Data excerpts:
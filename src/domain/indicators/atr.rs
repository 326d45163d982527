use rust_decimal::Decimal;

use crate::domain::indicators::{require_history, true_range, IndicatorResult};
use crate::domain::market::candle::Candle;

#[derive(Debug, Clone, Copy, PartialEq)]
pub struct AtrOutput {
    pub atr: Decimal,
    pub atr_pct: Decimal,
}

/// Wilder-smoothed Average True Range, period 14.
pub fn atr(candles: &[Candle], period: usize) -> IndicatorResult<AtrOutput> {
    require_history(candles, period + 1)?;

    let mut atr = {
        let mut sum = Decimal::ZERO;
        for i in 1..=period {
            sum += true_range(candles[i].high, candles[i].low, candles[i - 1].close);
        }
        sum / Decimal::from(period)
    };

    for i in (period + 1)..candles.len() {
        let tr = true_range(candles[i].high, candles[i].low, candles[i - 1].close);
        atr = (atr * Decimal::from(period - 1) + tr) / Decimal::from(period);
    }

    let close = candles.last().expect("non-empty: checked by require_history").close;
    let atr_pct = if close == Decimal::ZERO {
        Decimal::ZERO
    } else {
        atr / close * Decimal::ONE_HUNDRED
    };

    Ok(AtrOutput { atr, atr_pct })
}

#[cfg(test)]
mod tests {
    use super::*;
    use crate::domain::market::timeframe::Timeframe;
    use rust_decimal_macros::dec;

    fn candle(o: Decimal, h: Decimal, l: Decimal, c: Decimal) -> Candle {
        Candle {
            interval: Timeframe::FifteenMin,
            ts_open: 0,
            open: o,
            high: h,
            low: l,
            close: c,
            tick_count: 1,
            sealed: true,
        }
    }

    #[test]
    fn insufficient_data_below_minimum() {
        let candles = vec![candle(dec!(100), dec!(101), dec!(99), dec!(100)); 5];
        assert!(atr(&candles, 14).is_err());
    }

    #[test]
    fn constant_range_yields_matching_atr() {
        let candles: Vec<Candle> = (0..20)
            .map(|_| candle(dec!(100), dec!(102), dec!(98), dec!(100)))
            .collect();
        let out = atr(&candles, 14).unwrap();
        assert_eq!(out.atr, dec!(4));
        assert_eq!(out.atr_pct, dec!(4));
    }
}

TASK GOAL:
Begin with the first line of the records and finish with the line containing "let mut sum = Decimal::ZERO;". Reproduce those lines exactly, both ends included, and nothing else.

YOUR SOLUTION:
filename src/domain/indicators/atr.rs
repository 326d45163d982527
use rust_decimal::Decimal;

use crate::domain::indicators::{require_history, true_range, IndicatorResult};
use crate::domain::market::candle::Candle;

#[derive(Debug, Clone, Copy, PartialEq)]
pub struct AtrOutput {
    pub atr: Decimal,
    pub atr_pct: Decimal,
}

/// Wilder-smoothed Average True Range, period 14.
pub fn atr(candles: &[Candle], period: usize) -> IndicatorResult<AtrOutput> {
    require_history(candles, period + 1)?;

    let mut atr = {
        let mut sum = Decimal::ZERO;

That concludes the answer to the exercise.